▸ **Requirement**
In the records below, find the line that contains "linear-inequality mesh wrapper." and the line that contains "if self.a.ncols() != p.len()". Set down exactly those lines and every line between them, and nothing more.
>>
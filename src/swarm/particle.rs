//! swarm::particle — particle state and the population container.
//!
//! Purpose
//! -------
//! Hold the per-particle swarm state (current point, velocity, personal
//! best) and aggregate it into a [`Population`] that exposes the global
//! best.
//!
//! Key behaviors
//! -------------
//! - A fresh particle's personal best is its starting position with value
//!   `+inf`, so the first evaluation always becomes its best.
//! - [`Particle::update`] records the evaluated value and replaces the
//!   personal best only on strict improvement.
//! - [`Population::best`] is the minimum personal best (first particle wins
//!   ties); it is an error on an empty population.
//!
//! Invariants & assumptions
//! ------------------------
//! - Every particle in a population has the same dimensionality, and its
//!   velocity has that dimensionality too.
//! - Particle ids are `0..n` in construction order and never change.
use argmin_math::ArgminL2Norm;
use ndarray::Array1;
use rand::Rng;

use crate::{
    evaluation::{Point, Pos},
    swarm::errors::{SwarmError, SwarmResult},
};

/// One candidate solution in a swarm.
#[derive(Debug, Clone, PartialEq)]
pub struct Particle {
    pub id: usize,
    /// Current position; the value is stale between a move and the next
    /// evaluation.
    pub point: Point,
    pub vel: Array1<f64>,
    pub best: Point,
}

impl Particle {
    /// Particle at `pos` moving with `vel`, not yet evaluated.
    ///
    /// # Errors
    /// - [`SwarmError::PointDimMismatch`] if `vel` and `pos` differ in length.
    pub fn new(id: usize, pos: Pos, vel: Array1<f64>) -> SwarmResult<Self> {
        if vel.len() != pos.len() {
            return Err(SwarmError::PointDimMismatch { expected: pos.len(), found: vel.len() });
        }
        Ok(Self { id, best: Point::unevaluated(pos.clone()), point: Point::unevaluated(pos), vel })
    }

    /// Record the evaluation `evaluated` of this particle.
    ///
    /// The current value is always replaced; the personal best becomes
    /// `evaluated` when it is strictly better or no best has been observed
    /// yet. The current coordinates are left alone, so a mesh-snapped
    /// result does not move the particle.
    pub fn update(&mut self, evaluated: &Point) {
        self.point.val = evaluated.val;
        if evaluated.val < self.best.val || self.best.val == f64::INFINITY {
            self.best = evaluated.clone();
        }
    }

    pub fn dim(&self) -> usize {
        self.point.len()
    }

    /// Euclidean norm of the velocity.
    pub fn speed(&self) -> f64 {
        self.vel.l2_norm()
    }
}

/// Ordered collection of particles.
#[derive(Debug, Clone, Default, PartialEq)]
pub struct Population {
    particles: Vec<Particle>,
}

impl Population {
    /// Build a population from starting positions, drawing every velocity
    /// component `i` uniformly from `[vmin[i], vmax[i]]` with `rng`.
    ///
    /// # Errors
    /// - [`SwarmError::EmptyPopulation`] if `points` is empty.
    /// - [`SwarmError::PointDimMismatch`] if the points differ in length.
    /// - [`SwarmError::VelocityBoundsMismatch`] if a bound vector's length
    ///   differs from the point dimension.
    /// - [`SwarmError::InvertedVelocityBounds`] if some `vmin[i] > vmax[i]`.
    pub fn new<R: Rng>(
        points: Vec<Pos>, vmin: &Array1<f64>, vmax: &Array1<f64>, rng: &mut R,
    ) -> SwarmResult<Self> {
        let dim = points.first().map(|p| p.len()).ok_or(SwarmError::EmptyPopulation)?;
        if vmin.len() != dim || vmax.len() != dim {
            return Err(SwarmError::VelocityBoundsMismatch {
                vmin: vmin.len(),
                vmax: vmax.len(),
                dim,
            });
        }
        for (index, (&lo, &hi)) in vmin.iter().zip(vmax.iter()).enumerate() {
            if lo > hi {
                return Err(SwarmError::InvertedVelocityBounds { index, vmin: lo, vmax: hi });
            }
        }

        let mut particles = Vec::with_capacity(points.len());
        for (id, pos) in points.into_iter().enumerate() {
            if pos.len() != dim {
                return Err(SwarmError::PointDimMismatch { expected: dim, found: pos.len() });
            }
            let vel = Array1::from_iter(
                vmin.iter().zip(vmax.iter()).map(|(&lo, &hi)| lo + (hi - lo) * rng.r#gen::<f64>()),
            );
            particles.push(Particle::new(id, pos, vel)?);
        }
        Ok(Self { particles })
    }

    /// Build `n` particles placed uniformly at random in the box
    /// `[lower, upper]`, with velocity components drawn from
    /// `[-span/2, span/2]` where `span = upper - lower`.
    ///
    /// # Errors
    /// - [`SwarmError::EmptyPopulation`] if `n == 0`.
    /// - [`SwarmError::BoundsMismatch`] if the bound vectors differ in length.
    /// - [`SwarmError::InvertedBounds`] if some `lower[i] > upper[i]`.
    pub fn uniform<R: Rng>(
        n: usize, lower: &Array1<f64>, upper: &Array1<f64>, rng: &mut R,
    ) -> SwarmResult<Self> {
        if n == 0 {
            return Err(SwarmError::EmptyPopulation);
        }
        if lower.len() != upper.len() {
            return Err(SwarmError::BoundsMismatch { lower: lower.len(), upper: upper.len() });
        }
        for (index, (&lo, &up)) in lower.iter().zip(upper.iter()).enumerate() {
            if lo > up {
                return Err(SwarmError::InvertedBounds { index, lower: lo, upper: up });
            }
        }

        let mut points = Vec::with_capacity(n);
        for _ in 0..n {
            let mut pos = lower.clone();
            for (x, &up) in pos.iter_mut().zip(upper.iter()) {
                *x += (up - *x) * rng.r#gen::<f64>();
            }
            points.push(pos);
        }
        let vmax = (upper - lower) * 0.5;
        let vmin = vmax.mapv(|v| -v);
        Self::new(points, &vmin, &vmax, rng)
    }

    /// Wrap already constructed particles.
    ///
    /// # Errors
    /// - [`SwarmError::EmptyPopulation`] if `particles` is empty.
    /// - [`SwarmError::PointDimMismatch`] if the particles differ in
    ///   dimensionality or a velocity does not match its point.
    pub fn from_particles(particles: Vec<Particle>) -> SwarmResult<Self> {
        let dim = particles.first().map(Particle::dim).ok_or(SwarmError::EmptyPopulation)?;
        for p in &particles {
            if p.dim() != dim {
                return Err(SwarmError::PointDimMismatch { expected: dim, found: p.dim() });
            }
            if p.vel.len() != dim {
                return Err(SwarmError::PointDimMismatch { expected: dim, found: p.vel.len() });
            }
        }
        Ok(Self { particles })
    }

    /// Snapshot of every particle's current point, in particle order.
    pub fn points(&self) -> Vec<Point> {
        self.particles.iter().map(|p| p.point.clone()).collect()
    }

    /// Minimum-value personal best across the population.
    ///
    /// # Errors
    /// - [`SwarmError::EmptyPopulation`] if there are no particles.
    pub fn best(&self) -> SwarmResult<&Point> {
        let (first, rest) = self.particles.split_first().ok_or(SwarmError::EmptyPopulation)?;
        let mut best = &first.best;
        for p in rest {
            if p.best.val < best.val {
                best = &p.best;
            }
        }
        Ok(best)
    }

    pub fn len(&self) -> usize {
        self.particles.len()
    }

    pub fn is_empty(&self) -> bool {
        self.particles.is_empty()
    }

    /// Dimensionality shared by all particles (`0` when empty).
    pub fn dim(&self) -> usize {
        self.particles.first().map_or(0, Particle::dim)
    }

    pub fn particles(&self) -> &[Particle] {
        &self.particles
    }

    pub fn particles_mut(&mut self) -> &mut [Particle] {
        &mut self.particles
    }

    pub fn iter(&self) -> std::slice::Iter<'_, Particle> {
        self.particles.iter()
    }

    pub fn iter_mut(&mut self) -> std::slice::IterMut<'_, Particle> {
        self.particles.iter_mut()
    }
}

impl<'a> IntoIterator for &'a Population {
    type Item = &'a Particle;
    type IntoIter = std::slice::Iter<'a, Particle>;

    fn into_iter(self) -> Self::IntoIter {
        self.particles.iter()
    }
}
<<
>>
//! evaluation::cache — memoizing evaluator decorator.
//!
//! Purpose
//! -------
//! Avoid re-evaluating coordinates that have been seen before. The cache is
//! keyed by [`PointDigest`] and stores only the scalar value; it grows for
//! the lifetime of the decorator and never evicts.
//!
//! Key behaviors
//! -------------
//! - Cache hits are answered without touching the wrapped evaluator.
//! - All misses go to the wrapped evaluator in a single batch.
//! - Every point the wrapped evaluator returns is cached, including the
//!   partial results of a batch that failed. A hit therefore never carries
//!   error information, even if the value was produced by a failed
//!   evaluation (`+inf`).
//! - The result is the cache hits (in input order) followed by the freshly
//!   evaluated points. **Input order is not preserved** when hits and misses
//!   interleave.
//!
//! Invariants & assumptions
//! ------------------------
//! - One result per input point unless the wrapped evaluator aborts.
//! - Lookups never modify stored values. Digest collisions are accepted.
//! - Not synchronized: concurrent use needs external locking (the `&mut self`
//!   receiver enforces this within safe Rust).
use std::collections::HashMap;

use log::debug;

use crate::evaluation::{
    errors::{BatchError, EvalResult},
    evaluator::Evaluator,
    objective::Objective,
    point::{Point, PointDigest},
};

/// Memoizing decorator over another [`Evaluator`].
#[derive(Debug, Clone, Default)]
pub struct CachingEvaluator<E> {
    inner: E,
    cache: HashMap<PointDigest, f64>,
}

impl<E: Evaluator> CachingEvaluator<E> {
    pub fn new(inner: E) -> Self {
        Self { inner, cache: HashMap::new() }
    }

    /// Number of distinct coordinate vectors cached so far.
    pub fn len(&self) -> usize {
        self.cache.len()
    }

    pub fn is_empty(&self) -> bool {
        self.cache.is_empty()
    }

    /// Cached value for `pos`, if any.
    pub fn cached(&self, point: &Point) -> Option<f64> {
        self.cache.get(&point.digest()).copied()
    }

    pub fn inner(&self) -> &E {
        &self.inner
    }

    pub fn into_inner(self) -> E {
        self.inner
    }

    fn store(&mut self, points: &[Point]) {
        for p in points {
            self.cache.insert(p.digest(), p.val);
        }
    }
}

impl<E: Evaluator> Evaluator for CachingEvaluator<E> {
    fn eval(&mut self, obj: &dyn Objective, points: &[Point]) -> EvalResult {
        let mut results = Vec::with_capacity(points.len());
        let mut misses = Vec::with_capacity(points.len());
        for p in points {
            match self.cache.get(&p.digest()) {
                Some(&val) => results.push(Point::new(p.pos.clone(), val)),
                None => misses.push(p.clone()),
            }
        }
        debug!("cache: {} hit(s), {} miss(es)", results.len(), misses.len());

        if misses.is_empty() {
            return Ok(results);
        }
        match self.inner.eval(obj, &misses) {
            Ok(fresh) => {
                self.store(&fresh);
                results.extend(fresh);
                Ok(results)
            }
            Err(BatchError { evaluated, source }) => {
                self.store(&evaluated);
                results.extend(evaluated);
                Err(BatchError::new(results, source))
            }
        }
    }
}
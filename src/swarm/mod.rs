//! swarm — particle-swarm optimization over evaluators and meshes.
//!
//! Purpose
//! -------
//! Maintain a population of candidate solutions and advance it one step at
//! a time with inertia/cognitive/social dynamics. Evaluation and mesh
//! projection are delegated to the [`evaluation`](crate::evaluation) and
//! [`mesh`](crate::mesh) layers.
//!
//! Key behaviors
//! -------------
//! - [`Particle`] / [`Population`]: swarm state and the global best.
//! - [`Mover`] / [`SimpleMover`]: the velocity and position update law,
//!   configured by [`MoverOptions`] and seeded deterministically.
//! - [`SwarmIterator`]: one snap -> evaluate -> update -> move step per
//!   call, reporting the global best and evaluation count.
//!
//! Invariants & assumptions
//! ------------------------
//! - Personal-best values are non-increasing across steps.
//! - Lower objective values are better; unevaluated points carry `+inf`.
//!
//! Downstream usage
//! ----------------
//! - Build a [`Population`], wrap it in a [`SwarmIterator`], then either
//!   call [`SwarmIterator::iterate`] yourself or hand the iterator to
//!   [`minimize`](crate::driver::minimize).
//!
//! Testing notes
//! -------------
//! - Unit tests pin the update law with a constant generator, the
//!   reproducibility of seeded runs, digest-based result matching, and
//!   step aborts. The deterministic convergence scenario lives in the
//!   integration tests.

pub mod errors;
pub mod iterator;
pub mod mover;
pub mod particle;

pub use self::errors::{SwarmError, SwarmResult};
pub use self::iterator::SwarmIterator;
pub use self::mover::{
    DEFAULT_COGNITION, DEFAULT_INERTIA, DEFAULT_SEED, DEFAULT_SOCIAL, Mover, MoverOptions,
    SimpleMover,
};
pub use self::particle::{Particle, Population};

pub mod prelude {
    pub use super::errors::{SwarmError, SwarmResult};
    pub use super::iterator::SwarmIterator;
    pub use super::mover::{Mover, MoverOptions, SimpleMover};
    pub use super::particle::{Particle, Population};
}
<<
>>
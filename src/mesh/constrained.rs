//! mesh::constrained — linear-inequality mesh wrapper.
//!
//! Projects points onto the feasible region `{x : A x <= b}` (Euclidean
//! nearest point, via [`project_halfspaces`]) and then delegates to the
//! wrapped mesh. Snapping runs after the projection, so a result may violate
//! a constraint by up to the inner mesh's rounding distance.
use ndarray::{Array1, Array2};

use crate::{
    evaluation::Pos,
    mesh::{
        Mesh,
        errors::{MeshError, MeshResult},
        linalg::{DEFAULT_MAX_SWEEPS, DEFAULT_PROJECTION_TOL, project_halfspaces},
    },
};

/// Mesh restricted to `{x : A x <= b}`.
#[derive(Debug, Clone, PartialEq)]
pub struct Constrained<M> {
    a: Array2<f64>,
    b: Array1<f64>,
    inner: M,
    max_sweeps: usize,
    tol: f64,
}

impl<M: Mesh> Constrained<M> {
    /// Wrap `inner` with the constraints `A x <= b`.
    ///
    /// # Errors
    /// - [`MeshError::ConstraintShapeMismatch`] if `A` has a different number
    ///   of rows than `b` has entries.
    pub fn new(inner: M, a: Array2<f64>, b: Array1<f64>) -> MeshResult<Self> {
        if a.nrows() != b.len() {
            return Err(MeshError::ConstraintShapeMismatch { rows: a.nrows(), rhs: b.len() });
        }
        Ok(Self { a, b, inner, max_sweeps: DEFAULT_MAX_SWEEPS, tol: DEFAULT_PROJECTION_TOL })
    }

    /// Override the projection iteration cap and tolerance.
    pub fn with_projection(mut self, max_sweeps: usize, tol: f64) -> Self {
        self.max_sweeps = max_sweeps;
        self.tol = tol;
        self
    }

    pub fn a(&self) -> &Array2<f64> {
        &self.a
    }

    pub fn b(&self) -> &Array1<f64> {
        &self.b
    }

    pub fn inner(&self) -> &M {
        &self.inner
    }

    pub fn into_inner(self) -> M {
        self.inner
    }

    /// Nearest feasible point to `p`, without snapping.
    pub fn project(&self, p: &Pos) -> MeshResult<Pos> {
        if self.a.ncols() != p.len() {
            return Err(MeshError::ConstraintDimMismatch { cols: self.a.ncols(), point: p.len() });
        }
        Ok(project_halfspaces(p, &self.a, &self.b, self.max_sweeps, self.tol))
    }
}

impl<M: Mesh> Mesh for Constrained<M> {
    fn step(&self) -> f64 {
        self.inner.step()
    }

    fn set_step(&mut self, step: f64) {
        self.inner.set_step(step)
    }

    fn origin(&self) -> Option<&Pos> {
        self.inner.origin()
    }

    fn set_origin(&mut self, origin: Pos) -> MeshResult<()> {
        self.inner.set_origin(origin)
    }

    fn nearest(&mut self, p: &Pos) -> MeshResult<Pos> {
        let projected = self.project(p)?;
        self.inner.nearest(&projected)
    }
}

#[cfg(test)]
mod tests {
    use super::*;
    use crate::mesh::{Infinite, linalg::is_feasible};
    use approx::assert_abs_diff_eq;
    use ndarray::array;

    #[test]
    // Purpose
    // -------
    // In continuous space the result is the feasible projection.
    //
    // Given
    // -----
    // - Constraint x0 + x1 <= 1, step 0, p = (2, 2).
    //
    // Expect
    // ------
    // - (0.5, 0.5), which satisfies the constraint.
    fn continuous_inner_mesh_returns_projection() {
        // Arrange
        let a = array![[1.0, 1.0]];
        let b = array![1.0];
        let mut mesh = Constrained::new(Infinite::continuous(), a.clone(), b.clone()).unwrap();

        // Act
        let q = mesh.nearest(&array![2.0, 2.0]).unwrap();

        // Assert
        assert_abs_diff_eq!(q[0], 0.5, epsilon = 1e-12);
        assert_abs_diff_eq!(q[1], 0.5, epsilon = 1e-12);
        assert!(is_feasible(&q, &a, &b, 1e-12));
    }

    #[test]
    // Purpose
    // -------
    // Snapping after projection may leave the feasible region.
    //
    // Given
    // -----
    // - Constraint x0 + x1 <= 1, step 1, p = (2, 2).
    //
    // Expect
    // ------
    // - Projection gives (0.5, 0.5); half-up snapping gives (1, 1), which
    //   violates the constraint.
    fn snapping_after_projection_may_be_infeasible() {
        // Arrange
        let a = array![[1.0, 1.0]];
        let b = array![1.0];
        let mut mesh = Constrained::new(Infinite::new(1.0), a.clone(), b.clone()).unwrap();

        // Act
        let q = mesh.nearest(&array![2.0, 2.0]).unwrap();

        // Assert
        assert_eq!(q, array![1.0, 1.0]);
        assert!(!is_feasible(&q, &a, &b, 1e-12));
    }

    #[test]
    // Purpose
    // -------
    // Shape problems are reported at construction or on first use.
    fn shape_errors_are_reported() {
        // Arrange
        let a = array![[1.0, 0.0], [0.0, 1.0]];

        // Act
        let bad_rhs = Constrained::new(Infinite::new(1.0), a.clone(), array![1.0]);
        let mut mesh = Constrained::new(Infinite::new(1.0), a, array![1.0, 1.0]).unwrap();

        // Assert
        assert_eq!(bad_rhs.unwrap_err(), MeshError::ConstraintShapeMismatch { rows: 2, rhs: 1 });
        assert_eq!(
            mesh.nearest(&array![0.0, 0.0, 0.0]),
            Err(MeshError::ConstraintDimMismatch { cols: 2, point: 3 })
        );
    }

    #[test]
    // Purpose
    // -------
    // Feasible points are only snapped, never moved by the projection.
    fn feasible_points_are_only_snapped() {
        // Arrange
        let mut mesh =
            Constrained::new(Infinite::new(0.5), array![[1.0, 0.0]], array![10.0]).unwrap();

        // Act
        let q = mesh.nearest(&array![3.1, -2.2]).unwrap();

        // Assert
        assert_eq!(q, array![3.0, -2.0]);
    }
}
<<
▸ **Response**
//! mesh::constrained — linear-inequality mesh wrapper.
//!
//! Projects points onto the feasible region `{x : A x <= b}` (Euclidean
//! nearest point, via [`project_halfspaces`]) and then delegates to the
//! wrapped mesh. Snapping runs after the projection, so a result may violate
//! a constraint by up to the inner mesh's rounding distance.
use ndarray::{Array1, Array2};

use crate::{
    evaluation::Pos,
    mesh::{
        Mesh,
        errors::{MeshError, MeshResult},
        linalg::{DEFAULT_MAX_SWEEPS, DEFAULT_PROJECTION_TOL, project_halfspaces},
    },
};

/// Mesh restricted to `{x : A x <= b}`.
#[derive(Debug, Clone, PartialEq)]
pub struct Constrained<M> {
    a: Array2<f64>,
    b: Array1<f64>,
    inner: M,
    max_sweeps: usize,
    tol: f64,
}

impl<M: Mesh> Constrained<M> {
    /// Wrap `inner` with the constraints `A x <= b`.
    ///
    /// # Errors
    /// - [`MeshError::ConstraintShapeMismatch`] if `A` has a different number
    ///   of rows than `b` has entries.
    pub fn new(inner: M, a: Array2<f64>, b: Array1<f64>) -> MeshResult<Self> {
        if a.nrows() != b.len() {
            return Err(MeshError::ConstraintShapeMismatch { rows: a.nrows(), rhs: b.len() });
        }
        Ok(Self { a, b, inner, max_sweeps: DEFAULT_MAX_SWEEPS, tol: DEFAULT_PROJECTION_TOL })
    }

    /// Override the projection iteration cap and tolerance.
    pub fn with_projection(mut self, max_sweeps: usize, tol: f64) -> Self {
        self.max_sweeps = max_sweeps;
        self.tol = tol;
        self
    }

    pub fn a(&self) -> &Array2<f64> {
        &self.a
    }

    pub fn b(&self) -> &Array1<f64> {
        &self.b
    }

    pub fn inner(&self) -> &M {
        &self.inner
    }

    pub fn into_inner(self) -> M {
        self.inner
    }

    /// Nearest feasible point to `p`, without snapping.
    pub fn project(&self, p: &Pos) -> MeshResult<Pos> {
        if self.a.ncols() != p.len() {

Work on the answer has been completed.